What's the Problem with a Fixed Mindset?
While there's nothing to say that having a fixed mindset can't lead to a happy and fulfilled life, it can potentially sabotage goal achievement, take the joy out of your existence and reduce feelings of wellbeing.
Furthermore, it does tend to be true that most successful and fulfilled individuals, fall into the percentage of people who Franklin suggests 'never die' in their quest for personal development. These are the people aligned with the Universe's apparent evolutionary nature; the growth-minded.
Indeed, along with certainty, variety, significance, love and contribution –experts have identified growth as one of the six requirements of personal fulfilment . Professor of Psychology at Stanford University, Carol Dweck, has identified the trait as being scientifically proven to re-model brain neurons in positive ways.
In her 2014 TED Talk, ‘The Power of Believing That You Can Improve ’, Dweck tells the fascinating story of what happened when ten year old school children were given a task which was slightly too advanced for their level of development. The children either responded with feelings of 'Loving the challenge' (a growth mindset), or a 'Tragic feeling of failure' (a fixed mindset). Dweck came to an enlightening conclusion; As a human being you can luxuriate in the power of 'Yet' to come, or stay stuck in the tyranny of 'Now'!
LUXURIATE IN THE POWER OF YET TO COME – NOT THE TYRANNY OF NOW!
By embracing the power of 'Yet', we're able to see we're on a path towards a brighter future and can enjoy the process of 'becoming'. The other option is to take your failure personally, which Dweck explains can lead to cheating, seeking validation through the failures of others and running away from difficulty.
Brain scans also support Dweck's hypothesis, having shown greater neuron activity in growth minded individuals, in response to challenges. Most encouragingly, while Dweck's TED Talk was focussed on children, it explains how a change in one's neurolinguistic perspective can instantly start to switch the brain from a fixed to growth mindset.

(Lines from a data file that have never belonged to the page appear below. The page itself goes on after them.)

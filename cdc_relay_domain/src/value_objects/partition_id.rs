// /////////////////////////////////////////////////////////////////////////////
// CDC Relay
// Copyright (c) 2025 Michael Gardner, A Bit of Help, Inc.
// SPDX-License-Identifier: BSD-3-Clause
// See LICENSE file in the project root.
// /////////////////////////////////////////////////////////////////////////////

//! # Partition Range Identifier
//!
//! Replication offsets are tracked per partition range so that independent
//! partitions can progress (and later be parallelized) independently. The
//! identifier is derived from the event's partition-key values by hashing
//! into a fixed number of token buckets.
//!
//! The derivation must be *stable across process restarts* - a restarted
//! pipeline has to find the offset rows it wrote in a previous life - so it
//! uses SHA-256 rather than the process-seeded `std` hasher.
//!
//! Collapsing every partition into a single range (range `0`) would be
//! legal but would serialize all progress behind one offset key; deriving
//! the range from the key preserves per-partition bookkeeping.

use indexmap::IndexMap;
use serde::{Deserialize, Serialize};
use serde_json::Value;
use sha2::{Digest, Sha256};

use crate::entities::change_event::value_to_plain_string;

/// Number of token buckets partition keys hash into.
///
/// 64 ranges keeps offset tables small while still giving restart-time
/// resume points per range. The constant is part of the persisted offset
/// identity, so changing it invalidates existing offset rows.
pub const TOKEN_RANGE_COUNT: i64 = 64;

/// Identifier of one partition token range.
#[derive(Debug, Clone, Copy, PartialEq, Eq, Hash, PartialOrd, Ord, Serialize, Deserialize)]
#[serde(transparent)]
pub struct PartitionId(i64);

impl PartitionId {
    /// Wraps a raw range identifier. Used when reading offsets back from a
    /// destination's offset table.
    pub fn from_raw(id: i64) -> Self {
        Self(id)
    }

    /// Derives the range for a partition key by hashing its values.
    ///
    /// The canonical form joins the plain-string renderings of the values in
    /// map order with `\x1f` separators, so `("a", "bc")` and `("ab", "c")`
    /// hash differently.
    pub fn from_partition_key(partition_key: &IndexMap<String, Value>) -> Self {
        let mut hasher = Sha256::new();
        for (index, value) in partition_key.values().enumerate() {
            if index > 0 {
                hasher.update([0x1f]);
            }
            hasher.update(value_to_plain_string(value).as_bytes());
        }
        let digest = hasher.finalize();

        let mut token_bytes = [0u8; 8];
        token_bytes.copy_from_slice(&digest[..8]);
        let token = i64::from_be_bytes(token_bytes);

        Self(token.rem_euclid(TOKEN_RANGE_COUNT))
    }

    /// Raw range identifier, suitable for the persisted offsets table.
    pub fn as_i64(&self) -> i64 {
        self.0
    }
}

impl std::fmt::Display for PartitionId {
    fn fmt(&self, f: &mut std::fmt::Formatter<'_>) -> std::fmt::Result {
        write!(f, "{}", self.0)
    }
}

Dweck highlights how trials with underprivileged school children in some of America's most impoverished cities, created dramatic shifts in grade attainment. The key was teaching the pupils to disassociate from failure in the 'Now' and associate with being smarter in the 'Yet'.
Fixed vs Growth Mindset: Common Traits
|Resistant to change
|Willing to change
|Lacking in goals
|Open to ideas/flexible beliefs
|Arrogance and lack of empathy
|Humulity & empathy
|Negative view of life
|Depressed and lacking vitality
|Zest for life
|Lethargic health and wellbeing
|Vibrant health and wellbeing
|Fears the unknown/change
|Embraces the unknown/change
|Views failure as negative
|Knows the power of failure
Three Growth Mindsets that Created Superstars
The man considered to be the greatest basketball player the NBA has ever seen, didn't make the cut as a sophomore at high school! His failure drove him to prove his doubters wrong and he quickly started drawing record breaking crowds, who rushed to see a player who was dominating junior games with incredible 'hang time'. The rest is history – he went on to become a global superstar who was never scared to fail:
"I've missed more than 9000 shots in my career. I've lost almost 300 games. 26 times, I've been trusted to take the game winning shot and missed. I've failed over and over and over again in my life. And that is why I succeed." (Michael Jordan)

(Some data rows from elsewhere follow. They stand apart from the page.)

/// PII/PHI masking configuration.
///
/// PHI masking is opt-in: listing any `phi_patterns` makes `phi_secret`
/// mandatory, because tokenization without a process-wide secret would be
/// silently reversible.
#[derive(Debug, Clone, PartialEq, Serialize, Deserialize)]
#[serde(default)]
pub struct MaskingSettings {
    /// Column-name substrings masked with SHA-256 (case-insensitive).
    pub pii_patterns: Vec<String>,
    /// Column-name substrings masked with HMAC tokens (case-insensitive).
    /// Checked before PII patterns.
    pub phi_patterns: Vec<String>,
    /// Process-wide secret for PHI HMAC. Required when `phi_patterns` is
    /// non-empty.
    pub phi_secret: Option<String>,
}

impl Default for MaskingSettings {
    fn default() -> Self {
        Self {
            pii_patterns: vec![
                "email".to_string(),
                "phone".to_string(),
                "ssn".to_string(),
                "credit_card".to_string(),
            ],
            phi_patterns: Vec::new(),
            phi_secret: None,
        }
    }
}

/// Complete relay configuration.
#[derive(Debug, Clone, PartialEq, Serialize, Deserialize)]
#[serde(default)]
pub struct RelaySettings {
    /// Source connection.
    pub source: SourceSettings,
    /// Destination warehouses.
    pub destinations: DestinationsSettings,
    /// Pipeline tuning.
    pub pipeline: PipelineTuning,
    /// Retry policy.
    pub retry: RetrySettings,
    /// Observability surfaces.
    pub observability: ObservabilitySettings,
    /// Masking rules.
    pub masking: MaskingSettings,
    /// Directory dead-letter files are written into.
    pub dlq_directory: PathBuf,
}

impl Default for RelaySettings {
    fn default() -> Self {
        Self {
            source: SourceSettings::default(),
            destinations: DestinationsSettings::default(),
            pipeline: PipelineTuning::default(),
            retry: RetrySettings::default(),
            observability: ObservabilitySettings::default(),
            masking: MaskingSettings::default(),
            dlq_directory: PathBuf::from("data/dlq"),
        }
    }
}

impl RelaySettings {
    /// Range-validates every option. Called by the loader; any violation is
    /// a fatal configuration error.
    pub fn validate(&self) -> Result<(), PipelineError> {
        fn check_range<T: PartialOrd + std::fmt::Display>(
            name: &str,
            value: T,
            min: T,
            max: T,
        ) -> Result<(), PipelineError> {
            if value < min || value > max {
                return Err(PipelineError::invalid_config(format!(
                    "{name} must be between {min} and {max}, got {value}"
                )));
            }
            Ok(())
        }

        if self.source.keyspace.is_empty() {
            return Err(PipelineError::invalid_config(
                "source.keyspace must not be empty",
            ));
        }

        check_range("pipeline.batch_size", self.pipeline.batch_size, 1, 10_000)?;
        check_range("pipeline.max_parallelism", self.pipeline.max_parallelism, 1, 64)?;
        check_range(
            "pipeline.max_in_flight_batches",
            self.pipeline.max_in_flight_batches,
            1,
            1_000,
        )?;
        check_range(
            "pipeline.poll_interval_ms",
            self.pipeline.poll_interval_ms,
            10,
            60_000,
        )?;

        check_range("retry.max_attempts", self.retry.max_attempts, 1, 100)?;
        check_range("retry.base_delay_ms", self.retry.base_delay_ms, 10, 10_000)?;
        check_range("retry.max_delay_ms", self.retry.max_delay_ms, 100, 300_000)?;
        check_range(
            "retry.backoff_multiplier",
            self.retry.backoff_multiplier,
            1.0,
            10.0,
        )?;

        check_range(
            "observability.metrics_port",
            self.observability.metrics_port,
            1024,
            u16::MAX,
        )?;
        check_range(
            "observability.health_port",
            self.observability.health_port,
            1024,
            u16::MAX,
        )?;

        for (name, path) in [
            ("observability.metrics_path", &self.observability.metrics_path),
            ("observability.health_path", &self.observability.health_path),
        ] {
            if !path.starts_with('/') {
                return Err(PipelineError::invalid_config(format!(
                    "{name} must start with '/', got '{path}'"
                )));
            }
        }

        if !matches!(
            self.observability.log_level.to_lowercase().as_str(),
            "trace" | "debug" | "info" | "warn" | "error"
        ) {
            return Err(PipelineError::invalid_config(format!(
                "observability.log_level '{}' is not one of trace|debug|info|warn|error",
                self.observability.log_level
            )));
        }

        if !matches!(
            self.observability.log_format.to_lowercase().as_str(),
            "json" | "console"
        ) {
            return Err(PipelineError::invalid_config(format!(
                "observability.log_format '{}' is not one of json|console",
                self.observability.log_format
            )));
        }

        for (name, destination) in [
            ("relational", &self.destinations.relational),
            ("columnar", &self.destinations.columnar),
            ("timeseries", &self.destinations.timeseries),
        ] {
            if destination.enabled {
                if destination.database_url.is_empty() {
                    return Err(PipelineError::invalid_config(format!(
                        "destinations.{name}.database_url required when enabled"
                    )));
                }
                check_range(
                    &format!("destinations.{name}.pool_size"),
                    destination.pool_size,
                    1,
                    100,
                )?;
                if !matches!(
                    destination.tls_mode.as_str(),
                    "disable" | "require" | "verify-ca" | "verify-full"
                ) {
                    return Err(PipelineError::invalid_config(format!(
                        "destinations.{name}.tls_mode '{}' is not one of \
                         disable|require|verify-ca|verify-full",
                        destination.tls_mode
                    )));
                }
            }
        }

        if !self.masking.phi_patterns.is_empty() && self.masking.phi_secret.is_none() {
            return Err(PipelineError::invalid_config(
                "masking.phi_secret is required when any PHI pattern is configured",
            ));
        }

        for entry in &self.pipeline.tables {
            if entry.split('.').count() != 2 || entry.starts_with('.') || entry.ends_with('.') {
                return Err(PipelineError::invalid_config(format!(
                    "pipeline.tables entry '{entry}' must be 'keyspace.table'"
                )));
            }
        }

        Ok(())
    }

    /// Enabled destinations with their settings, in stable order.
    pub fn enabled_destinations(&self) -> Vec<(cdc_relay_domain::Destination, &DestinationSettings)> {
        use cdc_relay_domain::Destination;
        let mut enabled = Vec::new();
        if self.destinations.relational.enabled {
            enabled.push((Destination::Relational, &self.destinations.relational));
        }
        if self.destinations.columnar.enabled {
            enabled.push((Destination::Columnar, &self.destinations.columnar));
        }
        if self.destinations.timeseries.enabled {
            enabled.push((Destination::Timeseries, &self.destinations.timeseries));
        }
        enabled
    }
}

"I didn’t fail 1000 times. The light bulb was an invention with 1000 steps." (Thomas Edison)
Tips to Develop a Growth Mindset
All of us can develop a more growth-aligned mindset to enhance wellbeing and success.
1. Have a life mission
Having a mission in life, whether it's raising a child, building your business, or simply giving the world the best version of yourself, tends to innately develop more of a growth mindset. What is your mission and why?
2. Embrace failure
The tougher your mission – the more you'll be forced to grow in response to the resistance created by failure. It doesn't happen to you, it happens for you!
3. Develop humility
One problem of a fixed mindset is the belief that failure is 'bad'. However, by being honest with yourself and developing humility, you'll be able to accept your current limitations and react to failure with growth.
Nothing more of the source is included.